Neue Weichen gestellt

Bei einer Konferenz in Washington ging es um ein besseren Schutz der Religionsfreiheit in der Welt

U.S. ambassador to the Holy See Callista Gingrich walks past Pope Francis during the traditional exchange of the New Year greetings in the Regal Room at the Vatican
Callista Gingrich ist die Botschafterin der USA beim Vatikan. Foto: Reuters
U.S. ambassador to the Holy See Callista Gingrich walks past Pope Francis during the traditional exchange of the New Year greetings in the Regal Room at the Vatican
Callista Gingrich ist die Botschafterin der USA beim Vatikan. Foto: Reuters

Washington (DT/KNA/malu) Der Vatikan und die USA planen einen gemeinsamen Gipfel zum Thema Religionsfreiheit. Dieser soll am 2. Oktober im Vatikan stattfinden, wie die amerikanische Botschafterin beim Heiligen Stuhl, Callista Gingrich, bekannt gab. Die 53-Jährige äußerte sich im Rahmen des zweiten Gipfeltreffens für die internationale Religionsfreiheit, das vergangene Woche in der US-Hauptstadt Washington, D.C. veranstaltet wurde.
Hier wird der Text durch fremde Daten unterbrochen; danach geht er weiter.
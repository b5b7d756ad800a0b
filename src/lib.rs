//! Tidbits: small everyday helpers
//!
//! A grab-bag of independent utilities: prefix-grouping summaries of string
//! lists, natural sort keys, a scoped working-directory guard, a moving
//! average iterator, relative-path and wildcard probing, clipboard access and
//! substring scanning.

pub mod cli;
pub mod clipboard;
pub mod config;
pub mod error;
pub mod scan;
pub mod search;
pub mod summary;
pub mod utils;

pub use error::{Result, TidbitsError};
//! Sliding-window mean over a stream of values

use std::collections::VecDeque;

use crate::error::{Result, TidbitsError};

pub const DEFAULT_WINDOW: usize = 3;

/// Iterator yielding the mean of each full window of `window` consecutive
/// values. Produces `len - window + 1` items, or none for shorter input.
#[derive(Debug, Clone)]
pub struct MovingAverage<I> {
    inner: I,
    window: usize,
    buffer: VecDeque<f64>,
    sum: f64,
}

/// Wrap `values` in a [`MovingAverage`] over `window` elements.
pub fn moving_average<I>(values: I, window: usize) -> Result<MovingAverage<I::IntoIter>>
where
    I: IntoIterator<Item = f64>,
{
    if window == 0 {
        return Err(TidbitsError::InvalidWindow);
    }
    Ok(MovingAverage {
        inner: values.into_iter(),
        window,
        buffer: VecDeque::with_capacity(window),
        sum: 0.0,
    })
}

impl<I: Iterator<Item = f64>> Iterator for MovingAverage<I> {
    type Item = f64;

    fn next(&mut self) -> Option<f64> {
        while self.buffer.len() < self.window - 1 {
            let value = self.inner.next()?;
            self.sum += value;
            self.buffer.push_back(value);
        }

        let value = self.inner.next()?;
        self.sum += value;
        self.buffer.push_back(value);
        let mean = self.sum / self.window as f64;

        if let Some(oldest) = self.buffer.pop_front() {
            self.sum -= oldest;
        }
        Some(mean)
    }
}
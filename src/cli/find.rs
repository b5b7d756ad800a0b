//! `find-file` and `find-spec` commands

use anyhow::Result;
use clap::Args;
use std::path::{Path, PathBuf};

use super::input::print_json;
use crate::config::{OutputFormat, Settings};
use crate::search::{find_file_spec, find_relative_file};

#[derive(Args)]
pub struct FindFileArgs {
    /// Directory to probe under
    #[arg(long, value_name = "DIR", default_value = ".")]
    pub root: PathBuf,

    /// Relative paths of the usual locations, tried in order
    #[arg(value_name = "CANDIDATE", required = true)]
    pub candidates: Vec<PathBuf>,
}

#[derive(Args)]
pub struct FindSpecArgs {
    /// Directory to probe under
    #[arg(long, value_name = "DIR", default_value = ".")]
    pub root: PathBuf,

    /// Relative wildcard patterns, tried in order
    #[arg(value_name = "PATTERN", required = true)]
    pub patterns: Vec<String>,
}

fn report(found: &Path, format: OutputFormat) -> Result<()> {
    match format {
        OutputFormat::Text => println!("{}", found.display()),
        OutputFormat::Json => print_json(&serde_json::json!({ "path": found }))?,
    }
    Ok(())
}

pub fn run_find_file(args: FindFileArgs, settings: &Settings) -> Result<()> {
    match find_relative_file(&args.root, &args.candidates) {
        Some(found) => report(&found, settings.output_format),
        None => anyhow::bail!(
            "No file found under {} for: {}",
            args.root.display(),
            args.candidates.iter().map(|c| c.display().to_string()).collect::<Vec<_>>().join(", ")
        ),
    }
}

pub fn run_find_spec(args: FindSpecArgs, settings: &Settings) -> Result<()> {
    match find_file_spec(&args.root, &args.patterns)? {
        Some(found) => report(&found, settings.output_format),
        None => anyhow::bail!(
            "No match under {} for: {}",
            args.root.display(),
            args.patterns.join(", ")
        ),
    }
}
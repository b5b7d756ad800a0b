//! `copy` and `paste` commands

use anyhow::{Context, Result};
use clap::Args;
use std::io::{self, Write};

use super::input::{print_json, read_input};
use crate::clipboard::{copy_to_clipboard, detect_clipboard, ClipboardBackend, ClipboardReader};
use crate::config::{merge_cli_with_config, CliOverrides, OutputFormat, Settings};

#[derive(Args)]
pub struct CopyArgs {
    /// Text to copy (stdin when omitted)
    #[arg(value_name = "TEXT")]
    pub text: Option<String>,

    /// Clipboard backend: auto, native, command or memory
    #[arg(long, value_name = "BACKEND")]
    pub backend: Option<ClipboardBackend>,
}

#[derive(Args)]
pub struct PasteArgs {
    /// Clipboard backend: auto, native, command or memory
    #[arg(long, value_name = "BACKEND")]
    pub backend: Option<ClipboardBackend>,
}

fn backend_settings(settings: &Settings, backend: Option<ClipboardBackend>) -> Settings {
    merge_cli_with_config(
        settings.clone(),
        CliOverrides { clipboard_backend: backend, ..CliOverrides::default() },
    )
}

pub fn run_copy(args: CopyArgs, settings: &Settings) -> Result<()> {
    let settings = backend_settings(settings, args.backend);
    let text = match args.text {
        Some(text) => text,
        None => read_input(None)?,
    };

    let mut clipboard = detect_clipboard(settings.clipboard_backend)
        .context("No clipboard available")?;
    copy_to_clipboard(clipboard.as_mut(), &text, &mut io::stdout())
        .context("Failed to copy to clipboard")?;
    Ok(())
}

pub fn run_paste(args: PasteArgs, settings: &Settings) -> Result<()> {
    let settings = backend_settings(settings, args.backend);
    let mut clipboard = detect_clipboard(settings.clipboard_backend)
        .context("No clipboard available")?;
    let text = clipboard.get_text().context("Failed to read clipboard")?;

    match settings.output_format {
        OutputFormat::Text => {
            let mut stdout = io::stdout().lock();
            stdout.write_all(text.as_bytes())?;
            stdout.flush()?;
        }
        OutputFormat::Json => print_json(&serde_json::json!({ "text": text }))?,
    }
    Ok(())
}
//! `average` command

use anyhow::{Context, Result};
use clap::Args;

use super::input::{print_json, read_input};
use crate::config::{merge_cli_with_config, CliOverrides, OutputFormat, Settings};
use crate::utils::{format_number, moving_average};

#[derive(Args)]
pub struct AverageArgs {
    /// Values to average (read whitespace-separated from stdin when omitted)
    #[arg(value_name = "VALUES", allow_negative_numbers = true)]
    pub values: Vec<f64>,

    /// Window size
    #[arg(short, long, value_name = "N")]
    pub window: Option<usize>,
}

fn parse_values(text: &str) -> Result<Vec<f64>> {
    text.split_whitespace()
        .map(|token| token.parse::<f64>().with_context(|| format!("Not a number: '{token}'")))
        .collect()
}

pub fn run(args: AverageArgs, settings: &Settings) -> Result<()> {
    let settings = merge_cli_with_config(
        settings.clone(),
        CliOverrides { moving_average_window: args.window, ..CliOverrides::default() },
    );

    let values = if args.values.is_empty() { parse_values(&read_input(None)?)? } else { args.values };
    let means: Vec<f64> = moving_average(values, settings.moving_average_window)?.collect();

    match settings.output_format {
        OutputFormat::Text => {
            for mean in &means {
                println!("{}", format_number(*mean));
            }
        }
        OutputFormat::Json => print_json(&means)?,
    }
    Ok(())
}
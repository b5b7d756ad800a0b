//! Utility functions

pub mod moving_average;
pub mod natural;
pub mod workdir;

pub use moving_average::{moving_average, MovingAverage};
pub use natural::{natural_sort, natural_sort_key, NaturalKey};
pub use workdir::{with_working_dir, WorkingDirGuard};

/// Format a mean for display, dropping a trailing `.0` (e.g. 42.0 → "42").
pub fn format_number(value: f64) -> String {
    if value.fract() == 0.0 && value.abs() < 1e15 {
        format!("{}", value as i64)
    } else {
        value.to_string()
    }
}
//! Reading command input from a file or stdin

use anyhow::{Context, Result};
use std::fs;
use std::io::{self, Read};
use std::path::Path;

/// Whole input: the file when given (and not `-`), stdin otherwise.
pub fn read_input(path: Option<&Path>) -> Result<String> {
    match path {
        Some(path) if path != Path::new("-") => fs::read_to_string(path)
            .with_context(|| format!("Failed to read {}", path.display())),
        _ => {
            let mut buf = String::new();
            io::stdin().read_to_string(&mut buf).context("Failed to read stdin")?;
            Ok(buf)
        }
    }
}

/// Non-blank lines of the input, trailing whitespace removed.
pub fn read_lines(path: Option<&Path>) -> Result<Vec<String>> {
    Ok(read_input(path)?
        .lines()
        .map(str::trim_end)
        .filter(|line| !line.is_empty())
        .map(str::to_string)
        .collect())
}

pub fn print_json<T: serde::Serialize + ?Sized>(value: &T) -> Result<()> {
    println!("{}", serde_json::to_string_pretty(value)?);
    Ok(())
}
Gingrich fügte hinzu, das Treffen im Vatikan werde unterstreichen, wie wichtig die Arbeit mit religiösen Organisationen sei, um die Religionsfreiheit zu schützen.
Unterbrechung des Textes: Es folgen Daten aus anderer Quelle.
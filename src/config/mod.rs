//! Layered settings: defaults, `tidbits.toml`, then `TIDBITS_` env vars

pub mod merge;

pub use merge::{merge_cli_with_config, CliOverrides};

use figment::providers::{Env, Format, Serialized, Toml};
use figment::Figment;
use serde::{Deserialize, Serialize};
use std::path::Path;
use tracing::debug;

use crate::clipboard::ClipboardBackend;
use crate::error::{Result, TidbitsError};
use crate::summary::SummaryOptions;
use crate::utils::moving_average::DEFAULT_WINDOW;

/// File looked up in the current directory when no `--config` is given.
pub const CONFIG_FILE_NAME: &str = "tidbits.toml";

/// Environment prefix; nested keys use `__` (e.g. `TIDBITS_SUMMARY__GROUP_THRESHOLD`).
pub const ENV_PREFIX: &str = "TIDBITS_";

/// How command results are printed.
#[derive(Debug, Clone, Copy, PartialEq, Eq, Serialize, Deserialize, Default)]
#[serde(rename_all = "lowercase")]
pub enum OutputFormat {
    #[default]
    Text,
    Json,
}

impl std::str::FromStr for OutputFormat {
    type Err = String;

    fn from_str(s: &str) -> std::result::Result<Self, Self::Err> {
        match s.to_ascii_lowercase().as_str() {
            "text" => Ok(OutputFormat::Text),
            "json" => Ok(OutputFormat::Json),
            invalid => Err(format!("Invalid output format '{invalid}'. Use: text|json")),
        }
    }
}

#[derive(Debug, Clone, PartialEq, Serialize, Deserialize)]
#[serde(default)]
pub struct Settings {
    /// Window size for `average`
    pub moving_average_window: usize,

    pub clipboard_backend: ClipboardBackend,

    pub output_format: OutputFormat,

    /// Thresholds for `summarize`
    pub summary: SummaryOptions,
}

impl Default for Settings {
    fn default() -> Self {
        Self {
            moving_average_window: DEFAULT_WINDOW,
            clipboard_backend: ClipboardBackend::default(),
            output_format: OutputFormat::default(),
            summary: SummaryOptions::default(),
        }
    }
}

impl Settings {
    pub fn validate(&self) -> Result<()> {
        if self.moving_average_window == 0 {
            return Err(TidbitsError::Config("moving_average_window must be at least 1".into()));
        }
        if !self.summary.min_prefix_percent.is_finite() {
            return Err(TidbitsError::Config("summary.min_prefix_percent must be finite".into()));
        }
        Ok(())
    }
}

/// Load settings from defaults, the config file and the environment.
///
/// An explicit `config_path` must exist; the implicit `tidbits.toml` is
/// optional.
pub fn load_settings(config_path: Option<&Path>) -> Result<Settings> {
    let mut figment = Figment::from(Serialized::defaults(Settings::default()));
    match config_path {
        Some(path) => {
            if !path.exists() {
                return Err(TidbitsError::NotFound { path: path.to_path_buf() });
            }
            debug!(path = %path.display(), "loading config file");
            figment = figment.merge(Toml::file(path));
        }
        None => figment = figment.merge(Toml::file(CONFIG_FILE_NAME)),
    }
    figment = figment.merge(Env::prefixed(ENV_PREFIX).split("__"));

    let settings: Settings =
        figment.extract().map_err(|e| TidbitsError::Config(e.to_string()))?;
    settings.validate()?;
    Ok(settings)
}

/// Render settings as TOML, suitable for a `tidbits.toml`.
pub fn render_settings(settings: &Settings) -> Result<String> {
    toml::to_string_pretty(settings).map_err(|e| TidbitsError::Config(e.to_string()))
}
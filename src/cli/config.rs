//! `config` command

use anyhow::Result;

use super::input::print_json;
use crate::config::{render_settings, OutputFormat, Settings};

pub fn run(settings: &Settings) -> Result<()> {
    match settings.output_format {
        OutputFormat::Text => print!("{}", render_settings(settings)?),
        OutputFormat::Json => print_json(settings)?,
    }
    Ok(())
}
//! `scan` command

use anyhow::{Context, Result};
use clap::Args;
use std::path::PathBuf;

use super::input::print_json;
use crate::config::{OutputFormat, Settings};
use crate::scan::scan_file_for_substring;

#[derive(Args)]
pub struct ScanArgs {
    /// Text to look for
    #[arg(value_name = "TEXT")]
    pub needle: String,

    /// File to scan
    #[arg(value_name = "FILE")]
    pub file: PathBuf,

    /// Print only the number of occurrences
    #[arg(short, long)]
    pub count: bool,
}

pub fn run(args: ScanArgs, settings: &Settings) -> Result<()> {
    let offsets = scan_file_for_substring(&args.needle, &args.file)
        .with_context(|| format!("Failed to scan {}", args.file.display()))?;

    match (settings.output_format, args.count) {
        (OutputFormat::Text, true) => println!("{}", offsets.len()),
        (OutputFormat::Json, true) => print_json(&serde_json::json!({ "count": offsets.len() }))?,
        (OutputFormat::Text, false) => {
            for offset in &offsets {
                println!("{offset}");
            }
        }
        (OutputFormat::Json, false) => print_json(&offsets)?,
    }
    Ok(())
}
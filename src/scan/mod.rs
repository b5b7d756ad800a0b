//! Locate occurrences of a substring inside a file

use regex::bytes::Regex;
use std::fs;
use std::path::Path;
use tracing::debug;

use crate::error::{Result, TidbitsError};

/// Byte offsets of non-overlapping occurrences of `needle` in `haystack`,
/// left to right. An empty needle has no occurrences.
pub fn find_offsets(needle: &str, haystack: &[u8]) -> Vec<usize> {
    if needle.is_empty() {
        return Vec::new();
    }
    match Regex::new(&regex::escape(needle)) {
        Ok(re) => re.find_iter(haystack).map(|m| m.start()).collect(),
        // Only reachable if the escaped needle exceeds the regex size limit.
        Err(_) => naive_offsets(needle.as_bytes(), haystack),
    }
}

fn naive_offsets(needle: &[u8], haystack: &[u8]) -> Vec<usize> {
    let mut offsets = Vec::new();
    let mut pos = 0;
    while pos + needle.len() <= haystack.len() {
        if &haystack[pos..pos + needle.len()] == needle {
            offsets.push(pos);
            pos += needle.len();
        } else {
            pos += 1;
        }
    }
    offsets
}

/// Read `path` and return the byte offsets of every non-overlapping
/// occurrence of `needle`. Binary files are fine.
pub fn scan_file_for_substring(needle: &str, path: impl AsRef<Path>) -> Result<Vec<usize>> {
    let path = path.as_ref();
    let data = fs::read(path).map_err(|e| TidbitsError::io(path, e))?;
    let offsets = find_offsets(needle, &data);
    debug!(path = %path.display(), bytes = data.len(), hits = offsets.len(), "scanned file");
    Ok(offsets)
}
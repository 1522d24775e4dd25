#![forbid(unsafe_code)]

use std::sync::Arc;

use anyhow::{Context, Result};
use clap::Parser;
use tracing::info;

mod cli;
mod config;
mod db;
mod utils;
mod web;

use config::Config;
use web::WebServer;

#[tokio::main]
async fn main() -> Result<()> {
    let cli = cli::Cli::parse();
    let config = Arc::new(Config::load(cli.config.as_deref()).context("failed to load config")?);
    utils::logging::init_tracing(&config.logging);
    info!("items-api starting up");

    let db_manager = db::DatabaseManager::new(&config.database)
        .await
        .context("failed to open database")?;
    db_manager
        .migrate()
        .await
        .context("failed to create items table")?;
    info!("database ready at {}", db_manager.sqlite_path());

    let web_server = WebServer::new(config.clone(), db_manager.item_store());
    web_server.start().await?;

    drop(db_manager);
    info!("items-api shut down");
    Ok(())
}
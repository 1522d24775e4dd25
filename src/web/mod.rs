use std::sync::Arc;
use std::time::Instant;

use anyhow::{Context, Result};
use salvo::prelude::*;
use tracing::info;

use crate::config::Config;
use crate::db::ItemStore;

pub mod error;
pub mod handlers;
pub mod routes;

use self::error::ApiError;
use self::routes::create_router;

/// Shared state injected into every request's depot by the router.
#[derive(Clone)]
pub struct WebState {
    pub items: Arc<dyn ItemStore>,
    pub started_at: Instant,
}

impl WebState {
    pub fn new(items: Arc<dyn ItemStore>) -> Self {
        Self {
            items,
            started_at: Instant::now(),
        }
    }
}

pub fn web_state(depot: &Depot) -> Result<&WebState, ApiError> {
    depot.obtain::<WebState>().map_err(|_| ApiError::StateMissing)
}

pub struct WebServer {
    config: Arc<Config>,
    state: WebState,
}

impl WebServer {
    pub fn new(config: Arc<Config>, items: Arc<dyn ItemStore>) -> Self {
        Self {
            config,
            state: WebState::new(items),
        }
    }

    /// Serves until Ctrl-C, then lets in-flight requests finish.
    ///
    /// Fails if the listen address cannot be bound.
    pub async fn start(self) -> Result<()> {
        let bind_addr = self.config.server.listen_addr();
        info!("Starting web server on {}", bind_addr);

        let acceptor = TcpListener::new(bind_addr.clone())
            .try_bind()
            .await
            .with_context(|| format!("failed to bind web server to {bind_addr}"))?;
        let server = Server::new(acceptor);
        let handle = server.handle();

        tokio::spawn(async move {
            match tokio::signal::ctrl_c().await {
                Ok(()) => {
                    info!("shutdown signal received, stopping web server");
                    handle.stop_graceful(None);
                }
                // Without a signal handler the server keeps running until killed.
                Err(err) => tracing::error!("failed to listen for shutdown signal: {}", err),
            }
        });

        server.serve(create_router(self.state)).await;
        info!("web server stopped");

        Ok(())
    }
}
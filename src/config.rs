pub use self::parser::{Config, DatabaseConfig, LoggingConfig};
pub use self::validator::ConfigError;

mod parser;
mod validator;
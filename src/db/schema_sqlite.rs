// SQLite stores INTEGER PRIMARY KEY as a 64-bit rowid.

diesel::table! {
    items (id) {
        id -> BigInt,
        name -> Text,
    }
}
An dem dreitägigen Gipfel in Washington nahmen führende Vertreter verschiedener Religionen, Bürgerrechtler und mehr als 100 Außenminister teil. Der US-Botschafter für die internationale Religionsfreiheit, Sam Brownback, schlug vor, überall „runde Tische“ zu etablieren, um den Einsatz für Religionsfreiheit voranzutreiben. „Obwohl die meisten Menschen in der Welt religiös sind, leben 80 Prozent der Weltbevölkerung in Ländern, die Religionen einschränken“, bemängelte Brownback. Der „eiserne Vorhang religiöser Verfolgung“ müsse ein für allemal eingerissen werden. US-Außenminiser Mike Pompeo, der auch an dem Gipfel teilnahm, bezeichnete es als „moralisches Gebot“, dass jeder überall frei seinen Glauben leben könne. „Alle Menschen an jedem Platz dieser Erde müssen ihren Glauben offen praktizieren dürfen.“ Pompeo verwies auch auf die Menschenrechtserklärung der Vereinten Nation hin. Darin sei Religionsfreiheit als Grundrecht festgeschrieben. Vielerorts werde dieses Grundrecht jedoch bedroht oder komplett verweigert. Beim dem Gipfeltreffen trat auch die irakische Menschenrechtsaktivistin und Friedensnobelpreisträgerin Nadia Murad auf. Die 26-Jährige überlebte den vom sogenannten „Islamischen Staat“ verübten Völkermord an den Jesiden. Ebenso sprach der evangelische US-Pastor Andrew Brunson, der vor einem Jahr aus türkischer Haft entlassen worden war. Der Einsatz für Glaubensfreiheit mache auch einen großen Teil ihrer Arbeit im Vatikan aus, erklärte Botschafterin Gingrich. Die USA würden sich „niemals damit zufrieden geben, dass gläubige Menschen von Regierungen oder Gesellschaften verfolgt oder unterdrückt werden. Die Ehefrau des bekannten republikanischen Politikers Newt Gingrich war im Oktober 2017 von US-Präsident Donald Trump zur Vatikan-Botschafterin der USA ernannt worden. Ihre Personalie war jedoch umstritten – Kritiker warfen ihr mangelnde Kompetenz vor. Ihre Hauptqualifikation sei die persönliche Nähe zum Präsidenten.

Auch die deutsche Politik nahm das Treffen zu Religionsfreiheit wahr. Der Beauftragte der Bundesregierung für weltweite Religionsfreiheit, Markus Grübel, nannte es ein gutes Zeichen, dass sich inzwischen zahlreiche Regierungen weltweit für diese Sache einsetzten. „Nur wenn wir gemeinsam vorgehen, können wir religiös Verfolgten helfen“, so der CDU-Politiker. Aus seiner Sicht sei es wichtig, „dass wir alle Menschen, Gläubige sowie Nicht-Gläubige, in unser Engagement einbeziehen und Religions- und Weltanschauungsfreiheit stets in den Gesamtkontext der Menschenrechte stellen“, äußerte sich Grübel weiter. Gleichzeitig betonte er, dass es wichtig sei, auch mit den Ländern im Dialog zu bleiben, die nicht an der Konferenz teilnahmen.